Which, in a way, I guess I am; but I’m much older than most teenagers. I’ve seen and done things that most people my age, and even far older, couldn’t even comprehend.

“Hey, buddy, you wanna gimme your wallet?”

“Sure, man, but there’s nothing in it,” I replied, throwing the creepy homeless guy my empty wallet.

“Eh, fuck this,” the guy replied, tossing the wallet back to me and walking away. I continued to trek down the street, offering random passersby if I could help them for money.

“Excuse me, ma’am, would you like your house painted?” No, back off, hoodlum. “Hello, sir, is there anything I can do for you? I mow lawns for a very low rate.” Hell no, kid. Go to school and get a real job like the rest of us.

They never understand my life, why I don’t have a ‘real job’ or why I’m begging. The last job I got was a week before. Cat sitting. I should’ve known the woman was crazy to begin with, but she pulled me into her home filled with more cats than I could count and threw me on the couch. She ripped off her clothes and I could’ve thrown up with the amount of wrinkles covering her skin and the disgusting sag of her breasts. I almost lost my virginity that night but after a few minutes of being in the dusty home full of cats, my chest started to constrict and I managed to fight my way out before I died or worse, got molested by that monstrosity.
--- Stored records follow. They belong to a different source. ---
//! Physical constants, unit conversions, and closed-form orbital quantities.
//!
//! Everything the fit and uncertainty stages need from physics is either a
//! fixed conversion constant or a field of [`PhysicsConfig`]. The config is
//! passed explicitly into each stage so tests can run with alternate star
//! masses, rest wavelengths, and minimizer seeds.

use crate::domain::{DerivedQuantities, Measurement, ModelParameters, RvPoint};

/// Speed of light in vacuum (m/s, exact).
pub const SPEED_OF_LIGHT: f64 = 299_792_458.0;

/// Rest wavelength of the observed spectral line, H-alpha (m).
pub const H_ALPHA_WAVELENGTH: f64 = 656.281e-9;

/// CODATA gravitational constant (N m^2 / kg^2).
pub const GRAVITATIONAL_CONSTANT: f64 = 6.674_30e-11;

/// Solar mass (kg).
pub const SOLAR_MASS: f64 = 1.989e30;

/// Mass of the observed star in solar masses.
pub const STAR_MASS_SOLAR: f64 = 2.78;

/// Mean year length used by the input tables (s).
pub const YEARS_TO_SECONDS: f64 = 3.154e7;

/// Nanometers to meters.
pub const NANOMETERS_TO_METERS: f64 = 1e-9;

/// Astronomical unit (m, IAU 2012 definition).
pub const ASTRONOMICAL_UNIT: f64 = 149_597_870_700.0;

/// Jovian mass (kg).
pub const JOVIAN_MASS: f64 = 1.8986e27;

/// Default minimizer seed: star velocity amplitude (m/s).
pub const SPEED_STAR_START: f64 = 50.0;

/// Default minimizer seed: orbital angular speed (rad/s).
pub const ANGULAR_SPEED_START: f64 = 3e-8;

/// Default minimizer seed: phase (rad).
pub const PHASE_START: f64 = 3.0;

/// Process-wide physical parameters and minimizer seeds.
///
/// Defaults reproduce the published analysis; the CLI can override the star
/// mass, rest wavelength, and seeds for other systems.
#[derive(Debug, Clone)]
pub struct PhysicsConfig {
    pub speed_of_light: f64,
    /// Rest wavelength of the tracked line (m).
    pub rest_wavelength: f64,
    pub gravitational_constant: f64,
    /// Stellar mass (kg).
    pub star_mass: f64,
    pub speed_star_start: f64,
    pub angular_speed_start: f64,
    pub phase_start: f64,
}

impl Default for PhysicsConfig {
    fn default() -> Self {
        Self {
            speed_of_light: SPEED_OF_LIGHT,
            rest_wavelength: H_ALPHA_WAVELENGTH,
            gravitational_constant: GRAVITATIONAL_CONSTANT,
            star_mass: STAR_MASS_SOLAR * SOLAR_MASS,
            speed_star_start: SPEED_STAR_START,
            angular_speed_start: ANGULAR_SPEED_START,
            phase_start: PHASE_START,
        }
    }
}

impl PhysicsConfig {
    /// `G * M_star`, the gravitational parameter of the star.
    pub fn gravitational_parameter(&self) -> f64 {
        self.gravitational_constant * self.star_mass
    }

    /// Doppler gain `c / lambda_0`: velocity change per unit wavelength shift.
    pub fn doppler_gain(&self) -> f64 {
        self.speed_of_light / self.rest_wavelength
    }
}

/// Line-of-sight star velocity (m/s) from the observed wavelength (m).
///
/// Non-relativistic Doppler: `v = c * (lambda / lambda_0 - 1)`.
pub fn radial_velocity(config: &PhysicsConfig, observed_wavelength: f64) -> f64 {
    config.speed_of_light * (observed_wavelength / config.rest_wavelength - 1.0)
}

/// Velocity uncertainty (m/s) propagated from the wavelength uncertainty (m).
pub fn radial_velocity_sigma(config: &PhysicsConfig, wavelength_sigma: f64) -> f64 {
    (config.doppler_gain() * wavelength_sigma).abs()
}

/// Convert ingested measurements (years, nm) to radial-velocity points (s, m/s).
pub fn to_rv_points(config: &PhysicsConfig, measurements: &[Measurement]) -> Vec<RvPoint> {
    measurements
        .iter()
        .map(|m| RvPoint {
            time_s: m.time_years * YEARS_TO_SECONDS,
            velocity_ms: radial_velocity(config, m.wavelength_nm * NANOMETERS_TO_METERS),
            uncertainty_ms: radial_velocity_sigma(config, m.uncertainty_nm * NANOMETERS_TO_METERS),
        })
        .collect()
}

/// Planet orbital distance from Kepler's third law: `r = cbrt(G M / w^2)`.
///
/// Blows up as `w -> 0`; the degeneracy policy in the pipeline decides whether
/// that propagates or aborts.
pub fn orbital_distance(config: &PhysicsConfig, angular_speed: f64) -> f64 {
    (config.gravitational_parameter() / (angular_speed * angular_speed)).cbrt()
}

/// Circular orbital speed of the planet at distance `r`: `vp = sqrt(G M / r)`.
pub fn planet_velocity(config: &PhysicsConfig, orbital_distance: f64) -> f64 {
    (config.gravitational_parameter() / orbital_distance).sqrt()
}

/// Planet mass from momentum balance: `Mp = M_star * v0 / vp`.
pub fn planet_mass(config: &PhysicsConfig, speed_star: f64, planet_velocity: f64) -> f64 {
    config.star_mass * speed_star / planet_velocity
}

/// Compute all derived quantities from the final fitted parameters.
pub fn derive(config: &PhysicsConfig, parameters: &ModelParameters) -> DerivedQuantities {
    let distance = orbital_distance(config, parameters.angular_speed);
    let velocity = planet_velocity(config, distance);
    let mass = planet_mass(config, parameters.speed_star, velocity);
    DerivedQuantities {
        orbital_distance_m: distance,
        planet_velocity_ms: velocity,
        planet_mass_kg: mass,
    }
}

#[cfg(test)]
mod tests {
    use super::*;

    #[test]
    fn orbital_distance_matches_analytic_cube_root() {
        let config = PhysicsConfig::default();
        let w = 2e-8;
        let expected = (config.gravitational_parameter() / (w * w)).powf(1.0 / 3.0);
        let got = orbital_distance(&config, w);
        assert!((got - expected).abs() / expected < 1e-14);
        // Sanity: a few AU for a Jupiter-like orbit around a 2.78 M_sun star.
        assert!(got / ASTRONOMICAL_UNIT > 1.0 && got / ASTRONOMICAL_UNIT < 10.0);
    }

    #[test]
    fn planet_velocity_diverges_for_vanishing_distance() {
        let config = PhysicsConfig::default();
        // Large-but-finite sentinel for the r -> 0+ degeneracy.
        let vp = planet_velocity(&config, 1e-12);
        assert!(vp.is_finite());
        assert!(vp > 1e15);
    }

    #[test]
    fn radial_velocity_is_zero_at_rest_wavelength() {
        let config = PhysicsConfig::default();
        let v = radial_velocity(&config, config.rest_wavelength);
        assert!(v.abs() < 1e-9);
    }

    #[test]
    fn radial_velocity_sign_follows_shift_direction() {
        let config = PhysicsConfig::default();
        assert!(radial_velocity(&config, config.rest_wavelength * (1.0 + 1e-7)) > 0.0);
        assert!(radial_velocity(&config, config.rest_wavelength * (1.0 - 1e-7)) < 0.0);
    }

    #[test]
    fn derive_is_consistent_with_component_formulas() {
        let config = PhysicsConfig::default();
        let params = ModelParameters {
            speed_star: 50.0,
            angular_speed: 3e-8,
            phase: 3.0,
        };
        let d = derive(&config, &params);
        let r = orbital_distance(&config, params.angular_speed);
        assert_eq!(d.orbital_distance_m, r);
        assert_eq!(d.planet_velocity_ms, planet_velocity(&config, r));
        assert!(d.planet_mass_kg > 0.0);
    }
}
“Excuse me, sir, is there anything you need help with around the house? I do simple tasks for a low rate,” I offered a man walking down the street with what appeared to be his son, a boy who seemed around my age.
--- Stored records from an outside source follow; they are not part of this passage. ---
//! Client keys: the widget keys checked by `/verify-key` and managed by
//! `/generate-api-key`.

use std::collections::BTreeMap;
use std::sync::Arc;

use async_trait::async_trait;
use keyrelay_config::ClientKeyConfig;
use keyrelay_core::CLIENT_KEY_SLUG_MAX;
use parking_lot::RwLock;
use rand::Rng;
use serde::{Deserialize, Serialize};
use time::OffsetDateTime;
use time::macros::format_description;

use crate::error::StoreError;

/// A client key's quota and billing data.
#[derive(Debug, Clone, PartialEq, Serialize, Deserialize)]
#[serde(rename_all = "camelCase")]
pub struct ClientKey {
    pub company: String,
    pub limit: u64,
    pub used: u64,
    pub active: bool,
    /// Creation day, `YYYY-MM-DD`.
    pub created_at: String,
    pub price_per_minute: f64,
}

impl ClientKey {
    /// A fresh, active key created today.
    pub fn new(company: impl Into<String>, limit: u64, price_per_minute: f64) -> Self {
        Self {
            company: company.into(),
            limit,
            used: 0,
            active: true,
            created_at: today(),
            price_per_minute,
        }
    }

    #[inline]
    pub fn remaining(&self) -> i64 {
        self.limit as i64 - self.used as i64
    }

    /// `used * price_per_minute`.
    #[inline]
    pub fn revenue(&self) -> f64 {
        self.used as f64 * self.price_per_minute
    }
}

impl From<&ClientKeyConfig> for ClientKey {
    fn from(c: &ClientKeyConfig) -> Self {
        Self {
            company: c.company.clone(),
            limit: c.limit,
            used: c.used,
            active: c.active,
            created_at: today(),
            price_per_minute: c.price_per_minute,
        }
    }
}

fn today() -> String {
    OffsetDateTime::now_utc()
        .date()
        .format(format_description!("[year]-[month]-[day]"))
        .unwrap_or_default()
}

/// Generate `sk_<slug>_<8 hex>` for `company`.
///
/// The slug is the company name lowercased with everything but ASCII
/// letters and digits removed, cut to ten characters.
pub fn generate_client_key(company: &str) -> String {
    let slug: String = company
        .to_lowercase()
        .chars()
        .filter(|c| c.is_ascii_lowercase() || c.is_ascii_digit())
        .take(CLIENT_KEY_SLUG_MAX)
        .collect();
    let suffix: [u8; 4] = rand::thread_rng().r#gen();
    format!("sk_{slug}_{}", hex::encode(suffix))
}

/// Storage for client keys.
#[async_trait]
pub trait KeyStore: Send + Sync {
    async fn get(&self, key: &str) -> Result<Option<ClientKey>, StoreError>;

    /// All keys in key order.
    async fn list(&self) -> Result<Vec<(String, ClientKey)>, StoreError>;

    /// Insert or replace.
    async fn put(&self, key: &str, value: ClientKey) -> Result<(), StoreError>;

    /// Remove a key, returning [`StoreError::NotFound`] if it was absent.
    async fn delete(&self, key: &str) -> Result<ClientKey, StoreError>;

    /// Charge one request to `key` and return its updated state.
    ///
    /// The check and the increment are a single step: an inactive key fails
    /// with [`StoreError::Inactive`], a key with `used >= limit` with
    /// [`StoreError::LimitExceeded`], and neither is charged.
    async fn consume(&self, key: &str) -> Result<ClientKey, StoreError>;
}

#[async_trait]
impl<S: KeyStore + ?Sized> KeyStore for Arc<S> {
    #[inline]
    async fn get(&self, key: &str) -> Result<Option<ClientKey>, StoreError> {
        (**self).get(key).await
    }

    #[inline]
    async fn list(&self) -> Result<Vec<(String, ClientKey)>, StoreError> {
        (**self).list().await
    }

    #[inline]
    async fn put(&self, key: &str, value: ClientKey) -> Result<(), StoreError> {
        (**self).put(key, value).await
    }

    #[inline]
    async fn delete(&self, key: &str) -> Result<ClientKey, StoreError> {
        (**self).delete(key).await
    }

    #[inline]
    async fn consume(&self, key: &str) -> Result<ClientKey, StoreError> {
        (**self).consume(key).await
    }
}

/// Client keys held in memory, seeded from config.
#[derive(Debug, Default)]
pub struct MemoryKeyStore {
    keys: RwLock<BTreeMap<String, ClientKey>>,
}

impl MemoryKeyStore {
    #[inline]
    pub fn new() -> Self {
        Self::default()
    }

    pub fn from_config(clients: &[ClientKeyConfig]) -> Self {
        let keys = clients
            .iter()
            .map(|c| (c.key.clone(), ClientKey::from(c)))
            .collect();
        Self {
            keys: RwLock::new(keys),
        }
    }

    #[inline]
    pub fn len(&self) -> usize {
        self.keys.read().len()
    }

    #[inline]
    pub fn is_empty(&self) -> bool {
        self.keys.read().is_empty()
    }
}

#[async_trait]
impl KeyStore for MemoryKeyStore {
    async fn get(&self, key: &str) -> Result<Option<ClientKey>, StoreError> {
        Ok(self.keys.read().get(key).cloned())
    }

    async fn list(&self) -> Result<Vec<(String, ClientKey)>, StoreError> {
        Ok(self
            .keys
            .read()
            .iter()
            .map(|(k, v)| (k.clone(), v.clone()))
            .collect())
    }

    async fn put(&self, key: &str, value: ClientKey) -> Result<(), StoreError> {
        self.keys.write().insert(key.to_string(), value);
        Ok(())
    }

    async fn delete(&self, key: &str) -> Result<ClientKey, StoreError> {
        self.keys.write().remove(key).ok_or(StoreError::NotFound)
    }

    async fn consume(&self, key: &str) -> Result<ClientKey, StoreError> {
        let mut keys = self.keys.write();
        let client = keys.get_mut(key).ok_or(StoreError::NotFound)?;
        if !client.active {
            return Err(StoreError::Inactive);
        }
        if client.used >= client.limit {
            return Err(StoreError::LimitExceeded {
                used: client.used,
                limit: client.limit,
            });
        }
        client.used += 1;
        Ok(client.clone())
    }
}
“No, thank you,” the man replied.

“But dad, we’re working on putting the new flooring down and we could use the extra hands,” the kid argued as his father tried pulling him away.

“Quiet, Frank, we can handle this ourselves,” his voice lowered in an attempt to keep me from hearing. I have better ears than it seems apparently, “besides, guys like them, they’re trash. They must’ve done something to land them on the streets because good people don’t end up like him. Keep walking.”

Sighing, I looked back at the man and his son who were quickly walking away. The kid, Frank, looked back at me with an apologetic look and continued to walk obediently alongside his father.